Inflation Is Getting Ratio’d
The ratio of job openings to unemployed persons now stands at 1.5, down from a peak of 2.0 in March 2022. This may be the most important figure to emerge from the data on Tuesday. Fed Chairman Jerome Powell and other Fed officials frequently reference this as a key signal for labor market tightness. The recent decline is likely to provide reassurance to monetary policymakers that inflationary pressures from the labor market may be retreating.
Keep in mind that this is still far above normal. At the prepandemic peak—when the labor market was regarded as very tight by many economists, including Fed officials—the ratio was just 1.2. The historical average is 0.6 percent, according to the Federal Reserve Bank of San Francisco. Many economists consider a one-to-one ratio an indicator of a healthy labor market.
The historical peak was back in the very hot labor market of the late 1960s, when the ratio climbed above 1.5. So, the current ratio still represents what would historically have been considered a very tight labor market.
Interestingly, despite all the attention this ratio has received over the last few years, it garnered very little focus previously. Even though the Phillips Curve—the idea that there is a tradeoff between unemployment and inflation—plays a central role in the academic literature, the vacancy-to-unemployment ratio was at best a bit player over the past four or five decades.
Softly Lands the Dove
One open question is whether inflation can be brought down by a reduction in the vacancy side of the ratio alone. That is, if job openings fall but unemployment remains high, would that provide enough disinflationary pressure to reduce inflation or would the unemployment side of the equation also rise.
Earlier this summer, a trio of researchers at the San Francisco Fed took a close look at the question. They concluded that a reduction in the ratio could bring down inflation even if unemployment itself did not rise.
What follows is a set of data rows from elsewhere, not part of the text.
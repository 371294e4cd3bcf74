// Copyright (C) 2021 Scott Lamb <slamb@slamb.org>
// SPDX-License-Identifier: MIT OR Apache-2.0

use std::time::Instant;

use bytes::{Buf, Bytes};
use criterion::{criterion_group, criterion_main, Criterion};
use gamestream_video::{
    depacketizer::Depacketizer,
    rtp::{VideoPacket, FLAG_CONTAINS_PIC_DATA, FLAG_EOF, FLAG_SOF},
    Capabilities, DecodeUnit, Decoder, Options, ServerVersion, SubmitStatus, VideoFormat,
};

/// Payload bytes per packet, about what fits in a 1,500-byte MTU after headers.
const PACKET_SIZE: usize = 1_392;

const FRAME_HEADER: [u8; 8] = [0x01, 0x10, 0, 0, 0, 0, 0, 0];

struct Session {
    packets: Vec<(u32, u32, u8, Bytes)>,
    bytes: usize,
}

/// Builds one second of 60 fps video: an IDR access unit (SPS, PPS, and a
/// large slice, separated by padding) followed by P frames.
fn session() -> Session {
    let mut frames = Vec::new();
    let mut idr = Vec::new();
    idr.extend_from_slice(&FRAME_HEADER);
    idr.extend_from_slice(b"\x00\x00\x00\x01\x67\x64\x00\x2a\xac\x2b\x40\x3c\x01\x13\xf2\xc0");
    idr.extend_from_slice(b"\x00\x00\x00\x00\x00\x00\x00\x01\x68\xee\x3c\xb0");
    idr.extend_from_slice(b"\x00\x00\x00\x01\x65\x88\x84");
    idr.extend((0..200_000u32).map(|i| (i % 251) as u8 | 0x80));
    frames.push(idr);
    for f in 1..60u32 {
        let mut p = Vec::new();
        p.extend_from_slice(&FRAME_HEADER);
        p.extend_from_slice(b"\x00\x00\x00\x01\x41\x9a");
        p.extend((0..20_000u32).map(|i| ((i + f) % 251) as u8 | 0x80));
        frames.push(p);
    }

    let mut packets = Vec::new();
    let mut bytes = 0;
    let mut spi = 0u32;
    for (i, frame) in frames.into_iter().enumerate() {
        let frame_index = u32::try_from(i).unwrap() + 1;
        let frame = Bytes::from(frame);
        bytes += frame.len();
        let n = (frame.len() + PACKET_SIZE - 1) / PACKET_SIZE;
        for j in 0..n {
            let mut flags = FLAG_CONTAINS_PIC_DATA;
            if j == 0 {
                flags |= FLAG_SOF;
            }
            if j == n - 1 {
                flags |= FLAG_EOF;
            }
            let end = std::cmp::min(frame.len(), (j + 1) * PACKET_SIZE);
            packets.push((frame_index, spi, flags, frame.slice(j * PACKET_SIZE..end)));
            spi += 1;
        }
    }
    Session { packets, bytes }
}

/// Reads every byte, as a decoder copying into its input buffer would.
struct Sink(u64);

impl Decoder for Sink {
    fn submit_decode_unit(&mut self, unit: &DecodeUnit) -> SubmitStatus {
        let mut unit = unit.clone();
        while unit.has_remaining() {
            let chunk = unit.chunk();
            self.0 += u64::from(chunk[0]) + chunk.len() as u64;
            let len = chunk.len();
            unit.advance(len);
        }
        SubmitStatus::Ok
    }
}

fn direct(session: &Session) {
    let options = Options::new(VideoFormat::H264)
        .capabilities(Capabilities::DIRECT_SUBMIT)
        .server_version(ServerVersion::new(7, 1, 431));
    let mut d = Depacketizer::new(options, (), Some(Box::new(Sink(0)))).unwrap();
    let now = Instant::now();
    for (frame_index, stream_packet_index, flags, payload) in &session.packets {
        d.process_rtp_payload(
            VideoPacket {
                frame_index: *frame_index,
                stream_packet_index: *stream_packet_index,
                flags: *flags,
                payload: payload.clone(),
            },
            now,
        )
        .unwrap();
    }
}

fn queued(session: &Session) {
    let options =
        Options::new(VideoFormat::H264).server_version(ServerVersion::new(7, 1, 431));
    let mut d = Depacketizer::new(options, (), None).unwrap();
    let receiver = d.decode_unit_receiver().unwrap();
    let now = Instant::now();
    for (frame_index, stream_packet_index, flags, payload) in &session.packets {
        d.process_rtp_payload(
            VideoPacket {
                frame_index: *frame_index,
                stream_packet_index: *stream_packet_index,
                flags: *flags,
                payload: payload.clone(),
            },
            now,
        )
        .unwrap();
        while let Some(unit) = receiver.try_recv() {
            criterion::black_box(unit);
        }
    }
}

fn criterion_benchmark(c: &mut Criterion) {
    let session = session();
    let mut g = c.benchmark_group("depacketize");
    g.throughput(criterion::Throughput::Bytes(
        u64::try_from(session.bytes).unwrap(),
    ));
    g.bench_function("h264_direct", |b| b.iter(|| direct(&session)));
    g.bench_function("h264_queued", |b| b.iter(|| queued(&session)));
}

criterion_group!(benches, criterion_benchmark);
criterion_main!(benches);
// Copyright (C) 2022 Scott Lamb <slamb@slamb.org>
// SPDX-License-Identifier: MIT OR Apache-2.0

use std::sync::Arc;

use parking_lot::Mutex;

use crate::{ConnectionListener, DecodeUnit, Decoder, IdrRequestReason, SubmitStatus};

pub(crate) fn init_logging() {
    let _ = env_logger::Builder::from_env(
        env_logger::Env::new()
            .filter_or("GAMESTREAM_LOG", "info")
            .write_style("GAMESTREAM_LOG_STYLE"),
    )
    .is_test(true)
    .try_init();
}

/// Like `assert_eq!` on byte slices, but prints hex dumps on failure.
macro_rules! assert_eq_hex {
    ($left:expr, $right:expr) => {
        match (&$left, &$right) {
            (left, right) => {
                let left: &[u8] = &left[..];
                let right: &[u8] = &right[..];
                if left != right {
                    panic!(
                        "assertion failed: `(left == right)`\nleft:\n{:?}\nright:\n{:?}",
                        pretty_hex::PrettyHex::hex_dump(&left),
                        pretty_hex::PrettyHex::hex_dump(&right),
                    );
                }
            }
        }
    };
}
pub(crate) use assert_eq_hex;

#[derive(Clone, Debug, PartialEq, Eq)]
pub(crate) enum Event {
    SawFrame(u32),
    LostPackets(u32, u32),
    FrameLoss(u32, u32),
    CompleteFrame(u32),
    IdrRequest(IdrRequestReason),
}

/// Records every notification, in order.
#[derive(Default)]
pub(crate) struct RecordingListener {
    events: Vec<Event>,
}

impl RecordingListener {
    pub(crate) fn take(&mut self) -> Vec<Event> {
        std::mem::take(&mut self.events)
    }

    /// As `take`, omitting the per-payload `SawFrame` events.
    pub(crate) fn take_without_saw_frame(&mut self) -> Vec<Event> {
        let mut events = self.take();
        events.retain(|e| !matches!(e, Event::SawFrame(_)));
        events
    }
}

impl ConnectionListener for RecordingListener {
    fn saw_frame(&mut self, frame_index: u32) {
        self.events.push(Event::SawFrame(frame_index));
    }

    fn lost_packets(&mut self, last_received: u32, next_received: u32) {
        self.events
            .push(Event::LostPackets(last_received, next_received));
    }

    fn detected_frame_loss(&mut self, first: u32, last: u32) {
        self.events.push(Event::FrameLoss(first, last));
    }

    fn received_complete_frame(&mut self, frame_index: u32) {
        self.events.push(Event::CompleteFrame(frame_index));
    }

    fn request_idr_frame(&mut self, reason: IdrRequestReason) {
        self.events.push(Event::IdrRequest(reason));
    }
}

#[derive(Default)]
struct DecoderState {
    units: Vec<(u32, Vec<u8>)>,
    fail_frames: Vec<u32>,
    fail_nal_headers: Vec<u8>,
}

/// Records submitted decode units; clones share state so the test can keep
/// one while the depacketizer owns another.
#[derive(Clone, Default)]
pub(crate) struct RecordingDecoder(Arc<Mutex<DecoderState>>);

impl RecordingDecoder {
    /// Returns the `(frame_number, data)` of each unit submitted since the last call.
    pub(crate) fn take(&self) -> Vec<(u32, Vec<u8>)> {
        std::mem::take(&mut self.0.lock().units)
    }

    /// Makes submission of `frame_number` return [`SubmitStatus::NeedIdr`].
    pub(crate) fn fail_frame(&self, frame_number: u32) {
        self.0.lock().fail_frames.push(frame_number);
    }

    /// Makes submission of any unit starting with a 4-byte start code and
    /// then `header` return [`SubmitStatus::NeedIdr`].
    pub(crate) fn fail_nal_header(&self, header: u8) {
        self.0.lock().fail_nal_headers.push(header);
    }
}

impl Decoder for RecordingDecoder {
    fn submit_decode_unit(&mut self, unit: &DecodeUnit) -> SubmitStatus {
        let mut l = self.0.lock();
        let data = unit.to_vec();
        let fail = l.fail_frames.contains(&unit.frame_number())
            || matches!(data.get(4), Some(h) if l.fail_nal_headers.contains(h));
        l.units.push((unit.frame_number(), data));
        if fail {
            SubmitStatus::NeedIdr
        } else {
            SubmitStatus::Ok
        }
    }
}
// Copyright (C) 2021 Scott Lamb <slamb@slamb.org>
// SPDX-License-Identifier: MIT OR Apache-2.0

//! Accumulation of a frame's Annex B segments and the resulting [`DecodeUnit`].

use std::time::Instant;

use bytes::{Buf, Bytes};
use smallvec::SmallVec;

type Segments = SmallVec<[Bytes; 4]>;

/// Segments of the frame currently being received.
#[derive(Default)]
pub(crate) struct NalChain {
    segments: Segments,

    /// Sum of `segments`' lengths.
    len: usize,

    /// Set when the chain couldn't grow. The frame is incomplete and must be dropped.
    poisoned: bool,
}

impl NalChain {
    /// Appends `segment`, ignoring it if empty.
    pub(crate) fn push(&mut self, segment: Bytes) {
        if self.poisoned || segment.is_empty() {
            return;
        }
        if self.segments.try_reserve(1).is_err() {
            log::warn!(
                "unable to grow chain past {} segments ({} bytes); frame will be dropped",
                self.segments.len(),
                self.len
            );
            self.poison();
            return;
        }
        self.len += segment.len();
        self.segments.push(segment);
    }

    /// Discards the segments and ignores further pushes until [`NalChain::clear`].
    pub(crate) fn poison(&mut self) {
        self.segments = Segments::new();
        self.len = 0;
        self.poisoned = true;
    }

    #[inline]
    pub(crate) fn is_empty(&self) -> bool {
        self.segments.is_empty() && !self.poisoned
    }

    #[inline]
    pub(crate) fn is_poisoned(&self) -> bool {
        self.poisoned
    }

    #[inline]
    pub(crate) fn len(&self) -> usize {
        self.len
    }

    pub(crate) fn clear(&mut self) {
        self.segments.clear();
        self.len = 0;
        self.poisoned = false;
    }

    /// Moves the accumulated segments into a new decode unit, leaving the chain empty.
    pub(crate) fn finish(&mut self, frame_number: u32, received: Instant) -> DecodeUnit {
        debug_assert!(!self.poisoned);
        let segments = std::mem::take(&mut self.segments);
        let len = std::mem::replace(&mut self.len, 0);
        DecodeUnit {
            segments,
            len,
            frame_number,
            received,
            seg: 0,
            seg_pos: 0,
            pos: 0,
        }
    }

    pub(crate) fn check_invariants(&self) -> Result<(), String> {
        let sum: usize = self.segments.iter().map(Bytes::len).sum();
        if sum != self.len {
            return Err(format!("chain len {} != segment sum {}", self.len, sum));
        }
        if let Some(i) = self.segments.iter().position(Bytes::is_empty) {
            return Err(format!("chain segment {} is empty", i));
        }
        if self.poisoned && !self.segments.is_empty() {
            return Err("poisoned chain holds segments".to_owned());
        }
        Ok(())
    }
}

/// A complete frame (access unit) ready for the decoder.
///
/// The data is the concatenation of [`DecodeUnit::segments`], Annex B start
/// codes included. Use the [`bytes::Buf`] implementation to read it without
/// copying, or [`DecodeUnit::to_vec`] for a contiguous copy.
///
/// Cloning is cheap; the segments are reference-counted.
#[derive(Clone)]
pub struct DecodeUnit {
    segments: Segments,
    len: usize,
    frame_number: u32,
    received: Instant,

    /// Read cursor: index into `segments`, offset within that segment, and
    /// overall offset.
    seg: usize,
    seg_pos: usize,
    pos: usize,
}

impl DecodeUnit {
    /// The frame index from the video packet headers.
    #[inline]
    pub fn frame_number(&self) -> u32 {
        self.frame_number
    }

    /// When the frame's first packet was received.
    #[inline]
    pub fn receive_time(&self) -> Instant {
        self.received
    }

    /// Total length in bytes, regardless of how much has been read via `Buf`.
    #[inline]
    #[allow(clippy::len_without_is_empty)]
    pub fn len(&self) -> usize {
        self.len
    }

    #[inline]
    pub fn segments(&self) -> &[Bytes] {
        &self.segments
    }

    /// Returns the full contents as one contiguous buffer.
    pub fn to_vec(&self) -> Vec<u8> {
        let mut out = Vec::with_capacity(self.len);
        for s in &self.segments {
            out.extend_from_slice(s);
        }
        out
    }
}

impl std::fmt::Debug for DecodeUnit {
    fn fmt(&self, f: &mut std::fmt::Formatter<'_>) -> std::fmt::Result {
        f.debug_struct("DecodeUnit")
            .field("frame_number", &self.frame_number)
            .field("received", &self.received)
            .field("pos", &self.pos)
            .field(
                "data",
                &crate::hex::LimitedHex::chain(&self.segments, 64),
            )
            .finish()
    }
}

impl Buf for DecodeUnit {
    fn remaining(&self) -> usize {
        self.len - self.pos
    }

    fn chunk(&self) -> &[u8] {
        match self.segments.get(self.seg) {
            Some(s) => &s[self.seg_pos..],
            None => &[],
        }
    }

    fn advance(&mut self, mut cnt: usize) {
        assert!(
            cnt <= self.remaining(),
            "advance {} past remaining {}",
            cnt,
            self.remaining()
        );
        self.pos += cnt;
        while cnt > 0 {
            let left_in_seg = self.segments[self.seg].len() - self.seg_pos;
            if cnt < left_in_seg {
                self.seg_pos += cnt;
                return;
            }
            cnt -= left_in_seg;
            self.seg += 1;
            self.seg_pos = 0;
        }
    }

    fn chunks_vectored<'a>(&'a self, dst: &mut [std::io::IoSlice<'a>]) -> usize {
        let mut n = 0;
        let mut seg_pos = self.seg_pos;
        for s in self.segments[self.seg.min(self.segments.len())..].iter() {
            if n == dst.len() {
                break;
            }
            dst[n] = std::io::IoSlice::new(&s[seg_pos..]);
            seg_pos = 0;
            n += 1;
        }
        n
    }
}
//! System clipboard helpers (OS-level copy/paste via arboard).

use image::RgbaImage;

/// Write the exported coordinate text to the system clipboard.
pub fn copy_text(text: &str) -> Result<(), arboard::Error> {
    let mut clip = arboard::Clipboard::new()?;
    clip.set_text(text.to_owned())
}

/// Try to read an image from the system clipboard. Returns None if nothing
/// usable is available. Two cases are handled:
///   1. Raw image data (screenshot, copy from another editor).
///   2. Text on the clipboard that happens to be a valid image file path.
pub fn paste_image() -> Option<RgbaImage> {
    let mut clip = arboard::Clipboard::new().ok()?;

    if let Ok(img_data) = clip.get_image() {
        if let Some(img) = RgbaImage::from_raw(
            img_data.width as u32,
            img_data.height as u32,
            img_data.bytes.into_owned(),
        ) {
            return Some(img);
        }
    }

    if let Ok(text) = clip.get_text() {
        let path = std::path::Path::new(text.trim());
        if path.is_file() {
            if let Ok(img) = crate::load::open_image(path) {
                return Some(img.to_rgba8());
            }
        }
    }

    None
}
That is a theoretical grounding for the idea of a “soft-landing,” a significant reduction in inflation that does not involve a substantial increase in unemployment or a contracting economy.
It’s doubtful, however, that the current ratio is low enough to provide significant disinflationary heft. But with employers reducing openings by around half a million per month, it might not be long before we reach that point.
The JOLTS report also showed that the number of workers quitting their jobs has fallen. Quits declined to 3.5 million in July, from 3.8 in June and four million a year ago. The quits rate—the ratio of quits to total employment—fell to 2.3 percent, the lowest level since 2021.
This is a bit of a mixed signal. At 2.3 percent, the quits rate matches the 2019 average. But that was considered a very good year for jobs and the labor market was thought to be very tight. The long-term average is two percent, and we are still well above that. A cooling economy providing sufficient disinflationary pressure probably requires a quits rate below the historical average.
On the other hand, the current level may be low enough to hold off a re-ignition of inflation. Anything that subtracts from the risk of an upside surprise or reversal of the disinflationary trend is welcome.
The bottom line is that this report supports the argument that a soft-landing is possible. It could also provide ammunition to those at the Fed who think the central bank may have already hiked enough to put inflation on a steadily declining path.